Playing for the love of the beat

Breanna Fields, Reporter

At first glance, the sight of two young men on a street corner may not appear to be anything out of the ordinary.

It didn’t take long for those nearby to see their cardboard sign which read, “Help us get to DCI finals,” and realize that they were more than just a couple of kids busking on a street corner; they were part of something much bigger: a drum corps.

Charismatic would be the best word to describe Dom Miller as he made an attempt to sing over the roaring engines of cars as they passed by. In the palm of each hand he held a wooden drumstick, worn from hours of use.

These are the tools that enable him to be heard; the tools that fuel his musical creativity with each beat and allow him to entertain an audience with bursts of enthusiasm.

“Gotta get the crowd goin’ man!” he shouted to Jesus Navarro, a friend and fellow member of Drum Corps International.

Both Miller and Navarro belong to DCI, a non-profit organization created to entertain audiences through live performances and provide an outlet for young people to compete in drum corps.

“Drum corps is pretty much the major leagues of marching band. Everything is taken up to a whole other level of competitiveness.

“Everything is more intense, a lot more intense,” said Miller.

Miller recently auditioned and was chosen to play the drum set for the Bluecoats Drum and Bugle Corps based out of Ohio. The Bluecoats consist of 150 members between the ages of 15 and 22.

Navarro belongs to the Blue Devils, based out of Concord, California. The Blue Devils are a successful corps sporting the title of three time world champions. Navarro also belongs to Bakersfield College’s drum line and teaches Highland and Bakersfield High School drum line.

“I’ve been drumming for almost my whole life,” said Navarro. “I was in the car with my mom and she said she wanted to sign me up for band class. I wanted to play guitar, and she said they don’t have guitar. I was like, ‘well, then I’ll play drums!’”

Navarro and Miller both plan to gear up for a grueling three-month summertime tour across the nation from June to August. Tour fees cost a total of $2,500, though with fundraising Miller said that he has already accumulated $500 over the course of two months.

A recent street performance took place on the corner of Ming and Stine, near an AT&T building. Not long after they began playing, an employee appeared with a bouquet of blue balloons.

“We’re not getting in trouble are we?” Miller teased.

The mood lightened as she explained that the reason for her emergence was not to shut down the street corner show, but to applaud them.
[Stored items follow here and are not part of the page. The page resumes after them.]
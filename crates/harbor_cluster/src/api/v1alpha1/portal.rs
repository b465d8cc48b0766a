use kube::CustomResource;
use schemars::JsonSchema;
use serde::{Deserialize, Serialize};

use crate::api::{default_version, ComponentSpec, ComponentStatus};

/// Static web UI.
#[derive(CustomResource, Deserialize, Serialize, Clone, Debug, Default, PartialEq, JsonSchema)]
#[kube(kind = "Portal", group = "goharbor.io", version = "v1alpha1", namespaced)]
#[kube(status = "ComponentStatus", shortname = "portal")]
#[kube(
    printcolumn = r#"{"name":"Version", "type":"string", "jsonPath":".spec.version"}"#,
    printcolumn = r#"{"name":"Applied", "type":"string", "jsonPath":".status.conditions[?(@.type==\"Applied\")].status"}"#,
    printcolumn = r#"{"name":"Ready", "type":"string", "jsonPath":".status.conditions[?(@.type==\"Ready\")].status"}"#
)]
#[serde(rename_all = "camelCase")]
pub struct PortalSpec {
    #[serde(flatten)]
    pub component: ComponentSpec,
    #[serde(default = "default_version")]
    pub version: String,
}
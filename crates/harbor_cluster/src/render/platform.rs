//! Splits a [`Platform`] into its shared objects and one child resource per component.

use std::collections::BTreeMap;

use k8s_openapi::ByteString;
use rand::distributions::{Alphanumeric, DistString};

use super::ingress::{self, CoreBackends, IngressParams};
use super::notary::SIGNER_PORT;
use super::*;
use crate::api::cert_manager::CertificateSpec;
use crate::api::v1alpha1::*;
use crate::api::{CLASS_ANNOTATION, PLATFORM_NAMESPACE_LABEL, PLATFORM_NAME_LABEL};

const CONFIG_EXPIRATION: u64 = 5;
const TOKEN_EXPIRATION: u32 = 30;
const SCANNER_UPDATE_INTERVAL: u32 = 12;

/// Child resources of a platform. Optional components are `None` when disabled.
#[derive(Clone, Debug)]
pub struct Children {
    pub core: Core,
    pub registry: Registry,
    pub job_service: JobService,
    pub portal: Portal,
    pub chart_museum: Option<ChartMuseum>,
    pub scanner: Option<Scanner>,
    pub notary_server: Option<NotaryServer>,
    pub notary_signer: Option<NotarySigner>,
}

/// Everything a platform reconciliation applies.
#[derive(Clone, Debug)]
pub struct PlatformPlan {
    pub objects: Vec<DesiredObject>,
    pub children: Children,
}

/// Names of the objects shared between the children.
struct Names {
    urls: String,
    core_secret: String,
    jobservice_secret: String,
    registry_http_secret: String,
    encryption_key: String,
    csrf_key: String,
    token_certificate: String,
    chartmuseum_auth: String,
    notary_certificate: String,
    notary_passphrase: String,
}

impl Names {
    fn new(platform: &str) -> Self {
        let name = |suffix: &str| normalize(&format!("{platform}-{suffix}"));
        Self {
            urls: name("urls"),
            core_secret: name("core-secret"),
            jobservice_secret: name("jobservice-secret"),
            registry_http_secret: name("registry-http"),
            encryption_key: name("encryption-key"),
            csrf_key: name("csrf-key"),
            token_certificate: name("token"),
            chartmuseum_auth: name("chartmuseum-auth"),
            notary_certificate: name("notary"),
            notary_passphrase: name("notary-passphrase"),
        }
    }
}

pub fn render(platform: &Platform) -> PlatformPlan {
    let names = Names::new(&platform.name_any());
    let mut objects = vec![DesiredObject::new(urls_config_map(platform, &names))];
    objects.extend(generated_secrets(platform, &names));
    objects.extend(certificates(platform, &names));
    objects.extend(ingresses(platform));
    PlatformPlan {
        objects,
        children: children(platform, &names),
    }
}

/// Random alphanumeric value for generated secrets.
pub fn random_string(len: usize) -> String {
    Alphanumeric.sample_string(&mut rand::thread_rng(), len)
}

fn platform_labels(platform: &Platform) -> BTreeMap<String, String> {
    BTreeMap::from([
        (PLATFORM_NAME_LABEL.to_string(), platform.name_any()),
        (
            PLATFORM_NAMESPACE_LABEL.to_string(),
            platform.namespace().unwrap_or_default(),
        ),
    ])
}

fn platform_meta(platform: &Platform, name: &str) -> ObjectMeta {
    ObjectMeta {
        name: Some(name.to_string()),
        namespace: platform.namespace(),
        labels: Some(platform_labels(platform)),
        ..Default::default()
    }
}

/// Metadata of a child resource: same name and namespace as the platform,
/// owned by it and carrying its operator class.
fn child_meta(platform: &Platform) -> ObjectMeta {
    let annotations = platform
        .annotations()
        .get(CLASS_ANNOTATION)
        .map(|class| BTreeMap::from([(CLASS_ANNOTATION.to_string(), class.clone())]));
    ObjectMeta {
        annotations,
        owner_references: platform.controller_owner_ref(&()).map(|owner| vec![owner]),
        ..platform_meta(platform, &platform.name_any())
    }
}

fn service_url(platform: &Platform, component: &str) -> String {
    format!("http://{}", normalize(&format!("{}-{component}", platform.name_any())))
}

fn urls_config_map(platform: &Platform, names: &Names) -> ConfigMap {
    let public = platform.spec.public_url.trim_end_matches('/');
    config_map(
        platform_meta(platform, &names.urls),
        BTreeMap::from([
            ("REGISTRY_HTTP_HOST".to_string(), public.to_string()),
            (
                "REGISTRY_AUTH_TOKEN_REALM".to_string(),
                format!("{public}/service/token"),
            ),
            ("CORE_URL".to_string(), service_url(platform, "core")),
        ]),
    )
}

fn secret(platform: &Platform, name: &str, data: &[(&str, String)]) -> DesiredObject {
    DesiredObject::create_only(Secret {
        metadata: platform_meta(platform, name),
        data: Some(
            data.iter()
                .map(|(key, value)| (key.to_string(), ByteString(value.as_bytes().to_vec())))
                .collect(),
        ),
        type_: Some("Opaque".to_string()),
        ..Default::default()
    })
}

/// Secrets filled with random values once and never rotated by the operator.
fn generated_secrets(platform: &Platform, names: &Names) -> Vec<DesiredObject> {
    let mut secrets = vec![
        secret(platform, &names.core_secret, &[("secret", random_string(16))]),
        secret(platform, &names.jobservice_secret, &[("secret", random_string(16))]),
        secret(platform, &names.registry_http_secret, &[("secret", random_string(16))]),
        secret(platform, &names.encryption_key, &[("secret", random_string(16))]),
        secret(platform, &names.csrf_key, &[("secret", random_string(32))]),
    ];
    let components = &platform.spec.components;
    if components.chart_museum.is_some() {
        secrets.push(secret(
            platform,
            &names.chartmuseum_auth,
            &[
                ("username", "chart_controller".to_string()),
                ("password", random_string(16)),
            ],
        ));
    }
    if components.notary.is_some() {
        secrets.push(secret(
            platform,
            &names.notary_passphrase,
            &[("passphrase", random_string(32))],
        ));
    }
    secrets
}

fn certificates(platform: &Platform, names: &Names) -> Vec<DesiredObject> {
    let issuer = &platform.spec.certificate_issuer_ref;
    let mut certificates = vec![DesiredObject::new(Certificate {
        metadata: platform_meta(platform, &names.token_certificate),
        spec: CertificateSpec {
            secret_name: names.token_certificate.clone(),
            common_name: Some("harbor-token-issuer".to_string()),
            issuer_ref: issuer.clone(),
            ..Default::default()
        },
    })];

    if platform.spec.components.notary.is_some() {
        let signer = normalize(&format!("{}-notary-signer", platform.name_any()));
        let namespace = platform.namespace().unwrap_or_default();
        certificates.push(DesiredObject::new(Certificate {
            metadata: platform_meta(platform, &names.notary_certificate),
            spec: CertificateSpec {
                secret_name: names.notary_certificate.clone(),
                common_name: Some(signer.clone()),
                dns_names: vec![
                    signer.clone(),
                    format!("{signer}.{namespace}"),
                    format!("{signer}.{namespace}.svc"),
                ],
                issuer_ref: issuer.clone(),
                ..Default::default()
            },
        }));
    }
    certificates
}

fn ingresses(platform: &Platform) -> Vec<DesiredObject> {
    let spec = &platform.spec;
    let name = |suffix: &str| normalize(&format!("{}-{suffix}", platform.name_any()));
    let core = name("core");
    let portal = name("portal");
    let registry = name("registry");

    let mut ingresses = vec![DesiredObject::new(ingress::core_ingress(
        platform_meta(platform, &core),
        &IngressParams {
            public_url: &spec.public_url,
            tls_secret: spec.tls_secret_name.as_deref(),
            class_name: spec.ingress_class_name.as_deref(),
        },
        &CoreBackends {
            core: &core,
            portal: &portal,
            registry: &registry,
            with_chartmuseum: spec.components.chart_museum.is_some(),
        },
    ))];

    if let Some(notary) = &spec.components.notary {
        ingresses.push(DesiredObject::new(ingress::notary_ingress(
            platform_meta(platform, &name("notary")),
            &IngressParams {
                public_url: &notary.public_url,
                tls_secret: spec.tls_secret_name.as_deref(),
                class_name: spec.ingress_class_name.as_deref(),
            },
            &name("notary-server"),
        )));
    }
    ingresses
}

/// Component settings with the platform priority class applied when unset.
fn with_priority(platform: &Platform, component: &ComponentSpec) -> ComponentSpec {
    let mut component = component.clone();
    if component.priority_class_name.is_none() {
        component.priority_class_name = platform.spec.priority.clone();
    }
    component
}
impl HarborClient {
    pub fn new(server_url: &str, username: &str, password: &str, insecure: bool) -> Result<Self> {
        let client = reqwest::Client::builder()
            .timeout(TIMEOUT)
            .danger_accept_invalid_certs(insecure)
            .build()
            .map_err(http_error)?;
        Ok(Self {
            base_url: server_url.trim_end_matches('/').to_string(),
            username: username.to_string(),
            password: password.to_string(),
            client,
            retry: RetryConfig::default(),
        })
    }

    /// Builds a client from the credential Secret a ServerConfiguration points to.
    pub async fn from_server_configuration(
        kube: &kube::Client,
        config: &ServerConfiguration,
    ) -> Result<Self> {
        let credential = &config.spec.access_credential;
        let secrets: Api<Secret> = Api::namespaced(kube.clone(), &credential.namespace);
        let secret = secrets.get_opt(&credential.access_secret_ref).await?.ok_or_else(|| {
            StdError::NotFound(format!(
                "credential secret {}/{}",
                credential.namespace, credential.access_secret_ref
            ))
        })?;
        let read = |key: &str| -> Result<String> {
            secret
                .data
                .as_ref()
                .and_then(|data| data.get(key))
                .map(|value| String::from_utf8_lossy(&value.0).into_owned())
                .ok_or_else(|| {
                    StdError::MetadataMissing(format!(
                        "key {key} in secret {}/{}",
                        credential.namespace, credential.access_secret_ref
                    ))
                    .into()
                })
        };
        Self::new(
            &config.spec.server_url,
            &read(ACCESS_KEY)?,
            &read(ACCESS_SECRET)?,
            config.spec.insecure,
        )
    }

    pub fn with_retry(mut self, retry: RetryConfig) -> Self {
        self.retry = retry;
        self
    }

    pub fn base_url(&self) -> &str {
        &self.base_url
    }

    fn request(&self, method: Method, path: &str) -> RequestBuilder {
        self.client
            .request(method, format!("{}{API_BASE}{path}", self.base_url))
            .basic_auth(&self.username, Some(&self.password))
    }

    async fn send(&self, request: RequestBuilder) -> Result<Response> {
        request.send().await.map_err(http_error)
    }

    /// GET with retries on transient failures; 404 is `None`.
    async fn get_optional<T: DeserializeOwned>(&self, path: &str) -> Result<Option<T>> {
        retry_with_backoff(&self.retry, path, Error::is_transient, || async {
            let response = self.send(self.request(Method::GET, path)).await?;
            if response.status() == StatusCode::NOT_FOUND {
                return Ok(None);
            }
            decode(check(response).await?).await.map(Some)
        })
        .await
    }

    async fn write<B: Serialize + ?Sized>(&self, method: Method, path: &str, body: &B) -> Result<Response> {
        check(self.send(self.request(method, path).json(body)).await?).await
    }

    async fn delete(&self, path: &str) -> Result<bool> {
        let response = self.send(self.request(Method::DELETE, path)).await?;
        if response.status() == StatusCode::NOT_FOUND {
            return Ok(false);
        }
        check(response).await?;
        Ok(true)
    }

    pub async fn check_health(&self) -> Result<OverallHealthStatus> {
        self.get_optional("/health")
            .await?
            .ok_or_else(|| StdError::NotFound(format!("{}{API_BASE}/health", self.base_url)).into())
    }

    pub async fn get_project(&self, name: &str) -> Result<Option<Project>> {
        self.get_optional(&format!("/projects/{name}")).await
    }

    pub async fn head_project(&self, name: &str) -> Result<bool> {
        let path = format!("/projects?project_name={name}");
        retry_with_backoff(&self.retry, &path, Error::is_transient, || async {
            let response = self.send(self.request(Method::HEAD, &path)).await?;
            if response.status() == StatusCode::NOT_FOUND {
                return Ok(false);
            }
            check(response).await.map(|_| true)
        })
        .await
    }

    /// Creates the project and returns its ID; an existing project with the
    /// same name is returned instead.
    pub async fn create_project(&self, request: &ProjectReq) -> Result<i64> {
        let response = self
            .send(self.request(Method::POST, "/projects").json(request))
            .await?;
        if response.status() == StatusCode::CONFLICT {
            info!("Project '{}' already exists", request.project_name);
            return self
                .get_project(&request.project_name)
                .await?
                .map(|p| p.project_id)
                .ok_or_else(|| StdError::NotFound(format!("project {}", request.project_name)).into());
        }
        let response = check(response).await?;
        let id = location_id(&response)?;
        info!("Created project '{}' with ID {}", request.project_name, id);
        Ok(id)
    }

    pub async fn update_project(&self, project_id: i64, request: &ProjectReq) -> Result<()> {
        self.write(Method::PUT, &format!("/projects/{project_id}"), request)
            .await?;
        Ok(())
    }

    /// Returns false when the project was already gone.
    pub async fn delete_project(&self, project_id: i64) -> Result<bool> {
        self.delete(&format!("/projects/{project_id}")).await
    }

    pub async fn create_robot(&self, request: &RobotCreate) -> Result<RobotCreated> {
        let response = self.write(Method::POST, "/robots", request).await?;
        let id = location_id(&response).ok();
        let mut created: RobotCreated = decode(response).await?;
        if let Some(id) = id {
            created.id = id;
        }
        debug!("Created robot '{}' with ID {}", created.name, created.id);
        Ok(created)
    }

    pub async fn get_robot(&self, robot_id: i64) -> Result<Option<Robot>> {
        self.get_optional(&format!("/robots/{robot_id}")).await
    }

    pub async fn delete_robot(&self, robot_id: i64) -> Result<bool> {
        self.delete(&format!("/robots/{robot_id}")).await
    }

    /// Every member of the project, following pagination until the total
    /// announced in `X-Total-Count` is reached.
    pub async fn list_project_members(&self, project_id: i64) -> Result<Vec<ProjectMember>> {
        let mut members = Vec::new();
        let mut page = 1;
        loop {
            let path = format!("/projects/{project_id}/members?page={page}&page_size={MEMBERS_PAGE_SIZE}");
            let (batch, total) = retry_with_backoff(&self.retry, &path, Error::is_transient, || async {
                let response = check(self.send(self.request(Method::GET, &path)).await?).await?;
                let total = response
                    .headers()
                    .get("X-Total-Count")
                    .and_then(|v| v.to_str().ok())
                    .and_then(|v| v.parse::<usize>().ok());
                let batch: Vec<ProjectMember> = decode(response).await?;
                Ok((batch, total))
            })
            .await?;

            let fetched = batch.len();
            members.extend(batch);
            match total {
                Some(total) if members.len() < total && fetched > 0 => page += 1,
                None if fetched == MEMBERS_PAGE_SIZE => page += 1,
                _ => return Ok(members),
            }
        }
    }

    pub async fn create_project_member(&self, project_id: i64, request: &ProjectMemberReq) -> Result<i64> {
        let response = self
            .write(Method::POST, &format!("/projects/{project_id}/members"), request)
            .await?;
        location_id(&response)
    }

    pub async fn update_project_member(&self, project_id: i64, member_id: i64, role_id: i64) -> Result<()> {
        self.write(
            Method::PUT,
            &format!("/projects/{project_id}/members/{member_id}"),
            &RoleRequest { role_id },
        )
        .await?;
        Ok(())
    }

    pub async fn delete_project_member(&self, project_id: i64, member_id: i64) -> Result<bool> {
        self.delete(&format!("/projects/{project_id}/members/{member_id}"))
            .await
    }

    pub async fn get_quota_by_project_id(&self, project_id: i64) -> Result<Option<Quota>> {
        let quotas: Option<Vec<Quota>> = self
            .get_optional(&format!("/quotas?reference=project&reference_id={project_id}"))
            .await?;
        Ok(quotas.and_then(|q| q.into_iter().next()))
    }

    pub async fn update_project_quota(&self, quota_id: i64, storage_limit: i64) -> Result<()> {
        self.write(
            Method::PUT,
            &format!("/quotas/{quota_id}"),
            &QuotaUpdateReq::storage(storage_limit),
        )
        .await?;
        Ok(())
    }

    /// Pushes system settings. Only a 200 counts as applied; anything else
    /// fails with the response body.
    pub async fn apply_configuration(&self, settings: &serde_json::Map<String, serde_json::Value>) -> Result<()> {
        let response = self
            .send(self.request(Method::PUT, "/configurations").json(settings))
            .await?;
        let status = response.status();
        if status == StatusCode::OK {
            return Ok(());
        }
        Err(StdError::RemoteError {
            status: status.as_u16(),
            body: response.text().await.unwrap_or_default(),
        }
        .into())
    }
}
Miller gracefully accepted the balloons, and went to work tying them on his black drum kit.

There was a constant flow of cash being tossed into the case laying open on the sidewalk for donations. Many were happy to oblige, opening up their wallets, rolling down their windows or jumping out of their car at a red light, scrambling to the sidewalk to make a contribution before the streetlight turned green.

“We’ve had people from the other side of the street try to hand us money and we’re almost risking our lives in the middle of traffic trying to accept cash,” said Miller.

An elderly woman offered Miller a dollar if he would assist her in crossing the street.

“I denied the money, and helped her cross the street, but she insisted that I take the money,” he said.

The intersection was crammed with cars trying to catch a glimpse of the action. A number of characters made their way to the crosswalk with groceries and handbags and pushed baskets filled with their belongings.

These Bakersfield residents had come from all walks of life, though in that moment it was apparent that they shared the same love of music and expressed the same amount of excitement with each smile and passing glance.

“In drum corps, each person is depending on each other to always be the best that person can be. Each member has a task they must do. Although everyone is responsible for their own part, at the end of the season everyone helps with delivering a great show. Performing in front of thousands of people is one of the best feelings. It can be nerve-wracking, but once you get used to it, it’s a feeling you can’t get anywhere else.”